Cloud machine files persist across normal stop and wake cycles. Files, installed packages, and tools remain intact. A cloud machine is a persistent development environment, not a throwaway container.

Lifecycle

  1. Check existing computers. The AI sees available computers up front.
  2. Create if needed. The AI creates a cloud machine or cloud browser on demand.
  3. Wake if offline. Cloud machines can be woken and stopped; cloud browsers and your device are started differently.
  4. Ready. Once awake, all tools are available.

Shell commands

The AI runs shell commands for builds, installs, git operations, and scripts. Commands run on the cloud machine’s persistent filesystem.
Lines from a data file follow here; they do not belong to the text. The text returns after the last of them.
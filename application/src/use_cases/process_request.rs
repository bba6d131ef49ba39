//! The request processing pipeline entry point.
//!
//! `Request → Cache/Classifier → Router → {Local | Governor→Breaker→Orchestrator}
//! → ResponseValidator → PipelineResult`.
//!
//! Only malformed boundary input (and caller cancellation) surfaces as an
//! error; dependency failures, admission rejection and budget exhaustion all
//! degrade to a safe, non-empty response with `degraded = true`.

use std::sync::Arc;

use tokio_util::sync::CancellationToken;
use tracing::{debug, info, warn};

use switchboard_domain::{
    DegradeReason, ExecutionMode, Intent, PipelineError, Request, ResponseValidator, ToolCallPlan,
    Turn, route,
};

use crate::classifier::Classifier;
use crate::ports::conversation_store::ConversationStorePort;
use crate::ports::tool_executor::ToolExecutorPort;
use crate::resilience::ConcurrencyGovernor;
use crate::use_cases::local_dispatch::LocalDispatcher;
use crate::use_cases::orchestrate::ToolOrchestrator;
use crate::use_cases::{Draft, check_cancelled};

/// Reply for admission rejections: the caller is told to retry, never
/// silently queued.
const OVERLOADED_REPLY: &str =
    "I'm handling a lot of requests at the moment — please try again in a few seconds.";

/// What the pipeline hands back to the calling layer.
#[derive(Debug, Clone)]
pub struct PipelineResult {
    /// Validated, never-empty response text.
    pub text: String,
    /// The classification that drove routing.
    pub intent: Intent,
    /// Tool-call steps recorded for this request.
    pub tool_calls_made: usize,
    /// True when the breaker was open, the budget ran out, or admission was
    /// rejected; lets callers annotate output without knowing why.
    pub degraded: bool,
}

/// Use case wiring the full pipeline for one request at a time.
pub struct ProcessRequestUseCase {
    classifier: Arc<Classifier>,
    local: LocalDispatcher,
    orchestrator: ToolOrchestrator,
    governor: Arc<ConcurrencyGovernor>,
    store: Arc<dyn ConversationStorePort>,
    validator: ResponseValidator,
    cancellation: Option<CancellationToken>,
}

impl ProcessRequestUseCase {
    pub fn new(
        classifier: Arc<Classifier>,
        orchestrator: ToolOrchestrator,
        tools: Arc<dyn ToolExecutorPort>,
        governor: Arc<ConcurrencyGovernor>,
        store: Arc<dyn ConversationStorePort>,
    ) -> Self {
        Self {
            classifier,
            local: LocalDispatcher::new(tools),
            orchestrator,
            governor,
            store,
            validator: ResponseValidator::new(),
            cancellation: None,
        }
    }

    /// Set a cancellation token for graceful interruption
    pub fn with_cancellation(mut self, token: CancellationToken) -> Self {
        self.orchestrator = self.orchestrator.with_cancellation(token.clone());
        self.cancellation = Some(token);
        self
    }

    /// Process one request end to end.
    pub async fn process(&self, request: Request) -> Result<PipelineResult, PipelineError> {
        if !request.has_valid_caller() {
            return Err(PipelineError::MalformedRequest(
                "caller_id must not be empty".to_string(),
            ));
        }
        check_cancelled(&self.cancellation)?;

        // Context is read once, before classification.
        let request = if request.context.is_empty() {
            let context = self.store.context(&request.caller_id).await;
            request.with_context(context)
        } else {
            request
        };

        let intent = self.classifier.classify(&request.text, &request.context).await;
        let route_plan = route(intent);
        info!(
            request = %request.id,
            caller = %request.caller_id,
            %intent,
            mode = %route_plan.mode,
            "Request routed"
        );

        check_cancelled(&self.cancellation)?;

        let draft = match route_plan.mode {
            ExecutionMode::Local => self.local.dispatch(&request, &route_plan).await,
            ExecutionMode::Remote => match self.governor.admit(&request.caller_id) {
                Ok(_permit) => {
                    // Permit held for the whole remote dispatch; released by
                    // drop on every exit path, including `?` on cancel.
                    self.orchestrator.run(&request, &route_plan).await?
                }
                Err(error) => {
                    warn!(caller = %request.caller_id, %error, "Admission rejected");
                    Draft::degraded(
                        DegradeReason::Overloaded,
                        Some(OVERLOADED_REPLY.to_string()),
                        ToolCallPlan::new(),
                    )
                }
            },
        };

        let validated = self
            .validator
            .validate(draft.text.as_deref(), &draft.plan, &request.text);
        if validated.repaired {
            debug!(
                request = %request.id,
                reason = ?validated.reason,
                "Response repaired by validator"
            );
        }

        self.store
            .append(&request.caller_id, Turn::user(request.text.clone()))
            .await;
        self.store
            .append(&request.caller_id, Turn::assistant(validated.text.clone()))
            .await;

        Ok(PipelineResult {
            text: validated.text,
            intent,
            tool_calls_made: draft.plan.len(),
            degraded: draft.degraded.is_some(),
        })
    }
}
//! Command execution tool: run_command

use std::process::Stdio;
use std::time::{Duration, Instant};

use tokio::process::Command;

use switchboard_domain::{
    ToolCall, ToolDefinition, ToolError, ToolMetadata, ToolParameter, ToolResult,
};

/// Tool name constant
pub const RUN_COMMAND: &str = "run_command";

/// Maximum captured output (1 MB)
const MAX_OUTPUT_SIZE: usize = 1024 * 1024;

/// Get the tool definition for run_command
pub fn run_command_definition() -> ToolDefinition {
    ToolDefinition::new(
        RUN_COMMAND,
        "Execute a shell command and return its output. Use with caution.",
    )
    .with_parameter(ToolParameter::new("command", "The command to execute", true))
}

/// Execute the run_command tool
pub async fn execute_run_command(
    call: &ToolCall,
    working_dir: Option<&str>,
    timeout: Duration,
) -> ToolResult {
    let start = Instant::now();

    let command_str = match call.require_string("command") {
        Ok(c) => c,
        Err(e) => return ToolResult::failure(RUN_COMMAND, e),
    };

    let mut cmd = Command::new("sh");
    cmd.args(["-c", command_str])
        .stdin(Stdio::null())
        .stdout(Stdio::piped())
        .stderr(Stdio::piped())
        .kill_on_drop(true);
    if let Some(dir) = working_dir {
        cmd.current_dir(dir);
    }

    let output = match tokio::time::timeout(timeout, cmd.output()).await {
        Ok(Ok(output)) => output,
        Ok(Err(e)) => {
            return ToolResult::failure(
                RUN_COMMAND,
                ToolError::ExecutionFailed(format!("failed to spawn command: {e}")),
            );
        }
        Err(_) => {
            return ToolResult::failure(
                RUN_COMMAND,
                ToolError::Timeout(format!(
                    "command did not finish within {}s",
                    timeout.as_secs()
                )),
            );
        }
    };

    let exit_code = output.status.code().unwrap_or(-1);
    let stdout = String::from_utf8_lossy(&output.stdout);
    let stderr = String::from_utf8_lossy(&output.stderr);

    let mut combined = String::new();
    combined.push_str(stdout.trim_end());
    if !stderr.trim().is_empty() {
        if !combined.is_empty() {
            combined.push_str("\n--- stderr ---\n");
        }
        combined.push_str(stderr.trim_end());
    }
    if combined.len() > MAX_OUTPUT_SIZE {
        let mut end = MAX_OUTPUT_SIZE;
        while !combined.is_char_boundary(end) {
            end -= 1;
        }
        combined.truncate(end);
    }

    let metadata = ToolMetadata {
        duration_ms: Some(start.elapsed().as_millis() as u64),
        exit_code: Some(exit_code),
        ..Default::default()
    };

    if output.status.success() {
        if combined.is_empty() {
            combined = "(no output)".to_string();
        }
        ToolResult::success(RUN_COMMAND, combined).with_metadata(metadata)
    } else {
        ToolResult::failure(
            RUN_COMMAND,
            ToolError::ExecutionFailed(format!("exit code {exit_code}: {combined}")),
        )
        .with_metadata(metadata)
    }
}
//! Pipeline parameters — static knobs for the request pipeline.
//!
//! [`PipelineParams`] groups admission caps, timeouts and budgets consumed
//! by the classifier, governor and orchestrator. These are application-layer
//! concerns; the file-configuration adapter in the infrastructure layer maps
//! its sections onto this struct.

use serde::{Deserialize, Serialize};
use std::time::Duration;

/// Static pipeline control parameters.
#[derive(Debug, Clone, Serialize, Deserialize)]
pub struct PipelineParams {
    /// Global in-flight cap over all remote-mode requests.
    pub global_capacity: usize,
    /// In-flight cap per caller.
    pub per_caller_capacity: usize,
    /// Timeout for the classifier's remote fallback call.
    pub classify_timeout: Duration,
    /// Words kept of very long text before a remote classification call.
    pub classify_max_words: usize,
    /// Classification cache time-to-live.
    pub cache_ttl: Duration,
    /// Classification cache entry bound.
    pub cache_capacity: usize,
    /// Maximum orchestration iterations (planning calls) per request.
    pub max_iterations: usize,
    /// Wall-clock budget for one whole orchestration.
    pub orchestration_budget: Duration,
    /// Timeout for a single planning call.
    pub planning_timeout: Duration,
    /// Prior turns included in planning and classification prompts.
    pub context_turns: usize,
}

impl Default for PipelineParams {
    fn default() -> Self {
        Self {
            global_capacity: 50,
            per_caller_capacity: 3,
            classify_timeout: Duration::from_secs(2),
            classify_max_words: 120,
            cache_ttl: Duration::from_secs(300),
            cache_capacity: 1024,
            max_iterations: 5,
            orchestration_budget: Duration::from_secs(30),
            planning_timeout: Duration::from_secs(10),
            context_turns: 10,
        }
    }
}

impl PipelineParams {
    // ==================== Builder Methods ====================

    pub fn with_global_capacity(mut self, cap: usize) -> Self {
        self.global_capacity = cap;
        self
    }

    pub fn with_per_caller_capacity(mut self, cap: usize) -> Self {
        self.per_caller_capacity = cap;
        self
    }

    pub fn with_classify_timeout(mut self, timeout: Duration) -> Self {
        self.classify_timeout = timeout;
        self
    }

    pub fn with_cache_ttl(mut self, ttl: Duration) -> Self {
        self.cache_ttl = ttl;
        self
    }

    pub fn with_max_iterations(mut self, max: usize) -> Self {
        self.max_iterations = max;
        self
    }

    pub fn with_orchestration_budget(mut self, budget: Duration) -> Self {
        self.orchestration_budget = budget;
        self
    }
}
impl HeuristicRule {
    /// Evaluation order. Reordering entries changes overlap resolution, so
    /// additions go at the position their precedence requires.
    pub const ORDERED: [HeuristicRule; 10] = [
        HeuristicRule::Greeting,
        HeuristicRule::FinancialKeywords,
        HeuristicRule::CitationKeywords,
        HeuristicRule::ShellImperative,
        HeuristicRule::AnalysisKeywords,
        HeuristicRule::FileSearchVerbs,
        HeuristicRule::SingleFileRead,
        HeuristicRule::BareLocation,
        HeuristicRule::LooseFileMention,
        HeuristicRule::LooseLocationWords,
    ];

    pub fn name(&self) -> &'static str {
        match self {
            HeuristicRule::Greeting => "greeting",
            HeuristicRule::FinancialKeywords => "financial_keywords",
            HeuristicRule::CitationKeywords => "citation_keywords",
            HeuristicRule::ShellImperative => "shell_imperative",
            HeuristicRule::AnalysisKeywords => "analysis_keywords",
            HeuristicRule::FileSearchVerbs => "file_search_verbs",
            HeuristicRule::SingleFileRead => "single_file_read",
            HeuristicRule::BareLocation => "bare_location",
            HeuristicRule::LooseFileMention => "loose_file_mention",
            HeuristicRule::LooseLocationWords => "loose_location_words",
        }
    }

    pub fn evaluate(&self, input: &RuleInput) -> Option<RuleMatch> {
        match self {
            HeuristicRule::Greeting => {
                let short = input.tokens.len() <= 4;
                let greeting =
                    input.has_any_word(GREETING_WORDS) || input.has_any_phrase(GREETING_PHRASES);
                (short && greeting).then(|| RuleMatch::strong(IntentKind::Conversation))
            }
            HeuristicRule::FinancialKeywords => (input.has_any_word(FINANCIAL_TERMS)
                || input.has_any_phrase(FINANCIAL_PHRASES))
            .then(|| RuleMatch::strong(IntentKind::RemoteToolRequired)),
            HeuristicRule::CitationKeywords => input
                .has_any_word(CITATION_TERMS)
                .then(|| RuleMatch::strong(IntentKind::RemoteToolRequired)),
            HeuristicRule::ShellImperative => {
                let imperative = input.normalized.starts_with("run ")
                    || input.normalized.starts_with("exec ")
                    || input.normalized.starts_with("execute ")
                    || input.normalized.starts_with("$ ")
                    || input.normalized.starts_with("! ");
                (imperative || input.has_phrase("shell command"))
                    .then(|| RuleMatch::strong(IntentKind::ShellExecution))
            }
            HeuristicRule::AnalysisKeywords => (input.has_any_word(ANALYSIS_TERMS)
                || input.has_phrase("summarize data")
                || input.has_phrase("summarise data"))
            .then(|| RuleMatch::strong(IntentKind::DataAnalysis)),
            HeuristicRule::FileSearchVerbs => {
                // Multi-target requests are always searches, whatever the verb.
                if input.filename_tokens >= 2 {
                    return Some(RuleMatch::strong(IntentKind::FileSearch));
                }
                let verb = input.has_any_word(SEARCH_VERBS) || input.has_phrase("where is");
                (verb && input.has_any_word(FILE_NOUNS))
                    .then(|| RuleMatch::strong(IntentKind::FileSearch))
            }
            HeuristicRule::SingleFileRead => {
                (input.has_any_word(READ_VERBS) && input.filename_tokens == 1)
                    .then(|| RuleMatch::strong(IntentKind::FileRead))
            }
            HeuristicRule::BareLocation => {
                let exact = matches!(input.normalized.as_str(), "pwd" | "cwd" | "whereami");
                (exact || input.has_any_phrase(LOCATION_PHRASES))
                    .then(|| RuleMatch::strong(IntentKind::LocationQuery))
            }
            HeuristicRule::LooseFileMention => (input.filename_tokens == 1)
                .then(|| RuleMatch::weak(IntentKind::FileRead)),
            HeuristicRule::LooseLocationWords => input
                .has_any_word(&["where", "directory", "folder"])
                .then(|| RuleMatch::weak(IntentKind::LocationQuery)),
        }
    }
}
Rules:
  • The AI prefers the database tool over shell database clients.
  • App and repo file operations are scoped to their workspace.
  • Destructive patterns are caught by tool policies.

Terminals

Terminals are persistent shell sessions shared between you and the AI. The AI creates them for long-running processes (dev servers, builds, watchers). You can also open them manually. Both sides see the same terminal in real time:
  • The AI runs npm install. You see the output.
  • You type a command. The AI can read the output.
  • The AI starts a dev server. You can interact with it.
When the AI starts an app, the dev server runs in a terminal. You can read its output to check for errors, and the AI watches it to detect build failures.

Filesystem

For app and repo files, the AI uses scoped file operations that can’t escape the workspace root. For raw filesystem access, it uses shell commands.